Task statement:
Could you repeat the entries below word for word, leaving nothing out?

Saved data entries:
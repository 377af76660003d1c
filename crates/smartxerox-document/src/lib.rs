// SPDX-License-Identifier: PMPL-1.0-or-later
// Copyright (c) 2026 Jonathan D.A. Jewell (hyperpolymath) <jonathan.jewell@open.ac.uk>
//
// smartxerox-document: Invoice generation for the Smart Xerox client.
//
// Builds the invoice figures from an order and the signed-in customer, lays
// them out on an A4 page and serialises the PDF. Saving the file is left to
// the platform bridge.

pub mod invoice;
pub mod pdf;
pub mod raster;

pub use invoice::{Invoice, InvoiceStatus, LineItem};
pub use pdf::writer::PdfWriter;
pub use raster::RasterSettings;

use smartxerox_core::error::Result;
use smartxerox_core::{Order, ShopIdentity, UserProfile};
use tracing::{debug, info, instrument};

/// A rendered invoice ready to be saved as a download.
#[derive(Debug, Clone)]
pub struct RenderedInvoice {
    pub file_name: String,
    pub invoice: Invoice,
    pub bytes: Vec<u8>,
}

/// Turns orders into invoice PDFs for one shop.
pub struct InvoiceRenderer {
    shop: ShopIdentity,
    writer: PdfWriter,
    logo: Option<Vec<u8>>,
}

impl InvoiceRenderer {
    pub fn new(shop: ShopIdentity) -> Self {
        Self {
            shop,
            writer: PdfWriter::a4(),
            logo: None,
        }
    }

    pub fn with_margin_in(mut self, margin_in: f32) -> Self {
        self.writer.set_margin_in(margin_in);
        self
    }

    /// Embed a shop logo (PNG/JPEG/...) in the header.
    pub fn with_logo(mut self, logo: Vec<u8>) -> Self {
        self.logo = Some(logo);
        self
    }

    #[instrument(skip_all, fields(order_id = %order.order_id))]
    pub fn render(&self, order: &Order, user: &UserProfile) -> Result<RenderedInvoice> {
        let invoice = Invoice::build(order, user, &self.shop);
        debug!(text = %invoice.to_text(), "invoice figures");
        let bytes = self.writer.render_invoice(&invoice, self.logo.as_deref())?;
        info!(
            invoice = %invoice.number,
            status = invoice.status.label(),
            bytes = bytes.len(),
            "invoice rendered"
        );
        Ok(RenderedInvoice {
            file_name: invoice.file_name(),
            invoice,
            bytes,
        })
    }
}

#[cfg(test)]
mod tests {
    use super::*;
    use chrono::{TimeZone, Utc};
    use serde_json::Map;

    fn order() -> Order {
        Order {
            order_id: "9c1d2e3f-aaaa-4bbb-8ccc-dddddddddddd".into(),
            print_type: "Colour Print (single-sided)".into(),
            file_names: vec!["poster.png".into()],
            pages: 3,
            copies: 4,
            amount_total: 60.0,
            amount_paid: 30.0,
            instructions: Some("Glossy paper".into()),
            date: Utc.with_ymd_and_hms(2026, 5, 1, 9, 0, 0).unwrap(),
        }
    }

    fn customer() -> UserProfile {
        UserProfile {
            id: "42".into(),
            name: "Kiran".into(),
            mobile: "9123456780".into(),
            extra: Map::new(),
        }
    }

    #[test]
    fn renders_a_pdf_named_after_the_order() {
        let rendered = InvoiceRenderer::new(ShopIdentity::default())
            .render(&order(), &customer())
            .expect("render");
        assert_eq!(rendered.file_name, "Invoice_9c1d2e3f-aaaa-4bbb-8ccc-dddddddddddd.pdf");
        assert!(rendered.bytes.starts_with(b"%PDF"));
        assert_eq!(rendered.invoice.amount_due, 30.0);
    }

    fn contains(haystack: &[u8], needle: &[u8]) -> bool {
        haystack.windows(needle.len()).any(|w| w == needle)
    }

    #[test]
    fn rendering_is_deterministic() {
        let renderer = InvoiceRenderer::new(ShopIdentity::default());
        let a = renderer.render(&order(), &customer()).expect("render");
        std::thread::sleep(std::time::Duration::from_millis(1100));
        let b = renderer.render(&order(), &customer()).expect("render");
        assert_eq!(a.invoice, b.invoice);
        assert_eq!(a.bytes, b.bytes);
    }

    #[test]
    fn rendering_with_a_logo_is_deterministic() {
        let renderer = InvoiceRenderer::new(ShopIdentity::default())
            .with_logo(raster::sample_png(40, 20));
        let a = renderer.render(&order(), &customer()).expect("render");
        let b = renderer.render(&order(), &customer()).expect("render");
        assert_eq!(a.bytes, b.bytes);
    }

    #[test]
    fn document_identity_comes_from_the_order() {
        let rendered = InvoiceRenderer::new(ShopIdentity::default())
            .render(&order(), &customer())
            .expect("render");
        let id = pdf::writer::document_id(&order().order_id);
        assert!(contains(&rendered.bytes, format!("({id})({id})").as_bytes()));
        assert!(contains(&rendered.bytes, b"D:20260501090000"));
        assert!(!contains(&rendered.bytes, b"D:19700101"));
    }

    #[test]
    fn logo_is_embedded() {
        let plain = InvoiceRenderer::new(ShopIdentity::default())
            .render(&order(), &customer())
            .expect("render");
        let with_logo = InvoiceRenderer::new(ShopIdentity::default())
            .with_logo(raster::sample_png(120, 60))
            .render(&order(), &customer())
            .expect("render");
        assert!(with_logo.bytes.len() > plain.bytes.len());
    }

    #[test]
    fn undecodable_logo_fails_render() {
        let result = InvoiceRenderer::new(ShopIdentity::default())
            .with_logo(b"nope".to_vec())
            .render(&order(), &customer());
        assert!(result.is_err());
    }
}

Task result:
repository 377af76660003d1c
filename crates/smartxerox-document/src/lib.rs
// SPDX-License-Identifier: PMPL-1.0-or-later
// Copyright (c) 2026 Jonathan D.A. Jewell (hyperpolymath) <jonathan.jewell@open.ac.uk>
//
// smartxerox-document: Invoice generation for the Smart Xerox client.
//
// Builds the invoice figures from an order and the signed-in customer, lays
// them out on an A4 page and serialises the PDF. Saving the file is left to
// the platform bridge.

pub mod invoice;
pub mod pdf;
pub mod raster;

pub use invoice::{Invoice, InvoiceStatus, LineItem};
pub use pdf::writer::PdfWriter;
pub use raster::RasterSettings;

use smartxerox_core::error::Result;
use smartxerox_core::{Order, ShopIdentity, UserProfile};
use tracing::{debug, info, instrument};

/// A rendered invoice ready to be saved as a download.
#[derive(Debug, Clone)]
pub struct RenderedInvoice {
    pub file_name: String,
    pub invoice: Invoice,
    pub bytes: Vec<u8>,
}

/// Turns orders into invoice PDFs for one shop.
pub struct InvoiceRenderer {
    shop: ShopIdentity,
    writer: PdfWriter,
    logo: Option<Vec<u8>>,
}

impl InvoiceRenderer {
    pub fn new(shop: ShopIdentity) -> Self {
        Self {
            shop,
            writer: PdfWriter::a4(),
            logo: None,
        }
    }

    pub fn with_margin_in(mut self, margin_in: f32) -> Self {
        self.writer.set_margin_in(margin_in);
        self
    }

    /// Embed a shop logo (PNG/JPEG/...) in the header.
    pub fn with_logo(mut self, logo: Vec<u8>) -> Self {
        self.logo = Some(logo);
        self
    }

    #[instrument(skip_all, fields(order_id = %order.order_id))]
    pub fn render(&self, order: &Order, user: &UserProfile) -> Result<RenderedInvoice> {
        let invoice = Invoice::build(order, user, &self.shop);
        debug!(text = %invoice.to_text(), "invoice figures");
        let bytes = self.writer.render_invoice(&invoice, self.logo.as_deref())?;
        info!(
            invoice = %invoice.number,
            status = invoice.status.label(),
            bytes = bytes.len(),
            "invoice rendered"
        );
        Ok(RenderedInvoice {
            file_name: invoice.file_name(),
            invoice,
            bytes,
        })
    }
}

#[cfg(test)]
mod tests {
    use super::*;
    use chrono::{TimeZone, Utc};
    use serde_json::Map;

    fn order() -> Order {
        Order {
            order_id: "9c1d2e3f-aaaa-4bbb-8ccc-dddddddddddd".into(),
            print_type: "Colour Print (single-sided)".into(),
            file_names: vec!["poster.png".into()],
            pages: 3,
            copies: 4,
            amount_total: 60.0,
            amount_paid: 30.0,
            instructions: Some("Glossy paper".into()),
            date: Utc.with_ymd_and_hms(2026, 5, 1, 9, 0, 0).unwrap(),
        }
    }

    fn customer() -> UserProfile {
        UserProfile {
            id: "42".into(),
            name: "Kiran".into(),
            mobile: "9123456780".into(),
            extra: Map::new(),
        }
    }

    #[test]
    fn renders_a_pdf_named_after_the_order() {
        let rendered = InvoiceRenderer::new(ShopIdentity::default())
            .render(&order(), &customer())
            .expect("render");
        assert_eq!(rendered.file_name, "Invoice_9c1d2e3f-aaaa-4bbb-8ccc-dddddddddddd.pdf");
        assert!(rendered.bytes.starts_with(b"%PDF"));
        assert_eq!(rendered.invoice.amount_due, 30.0);
    }

    fn contains(haystack: &[u8], needle: &[u8]) -> bool {
        haystack.windows(needle.len()).any(|w| w == needle)
    }

    #[test]
    fn rendering_is_deterministic() {
        let renderer = InvoiceRenderer::new(ShopIdentity::default());
        let a = renderer.render(&order(), &customer()).expect("render");
        std::thread::sleep(std::time::Duration::from_millis(1100));
        let b = renderer.render(&order(), &customer()).expect("render");
        assert_eq!(a.invoice, b.invoice);
        assert_eq!(a.bytes, b.bytes);
    }

    #[test]
    fn rendering_with_a_logo_is_deterministic() {
        let renderer = InvoiceRenderer::new(ShopIdentity::default())
            .with_logo(raster::sample_png(40, 20));
        let a = renderer.render(&order(), &customer()).expect("render");
        let b = renderer.render(&order(), &customer()).expect("render");
        assert_eq!(a.bytes, b.bytes);
    }

    #[test]
    fn document_identity_comes_from_the_order() {
        let rendered = InvoiceRenderer::new(ShopIdentity::default())
            .render(&order(), &customer())
            .expect("render");
        let id = pdf::writer::document_id(&order().order_id);
        assert!(contains(&rendered.bytes, format!("({id})({id})").as_bytes()));
        assert!(contains(&rendered.bytes, b"D:20260501090000"));
        assert!(!contains(&rendered.bytes, b"D:19700101"));
    }

    #[test]
    fn logo_is_embedded() {
        let plain = InvoiceRenderer::new(ShopIdentity::default())
            .render(&order(), &customer())
            .expect("render");
        let with_logo = InvoiceRenderer::new(ShopIdentity::default())
            .with_logo(raster::sample_png(120, 60))
            .render(&order(), &customer())
            .expect("render");
        assert!(with_logo.bytes.len() > plain.bytes.len());
    }

    #[test]
    fn undecodable_logo_fails_render() {
        let result = InvoiceRenderer::new(ShopIdentity::default())
            .with_logo(b"nope".to_vec())
            .render(&order(), &customer());
        assert!(result.is_err());
    }
}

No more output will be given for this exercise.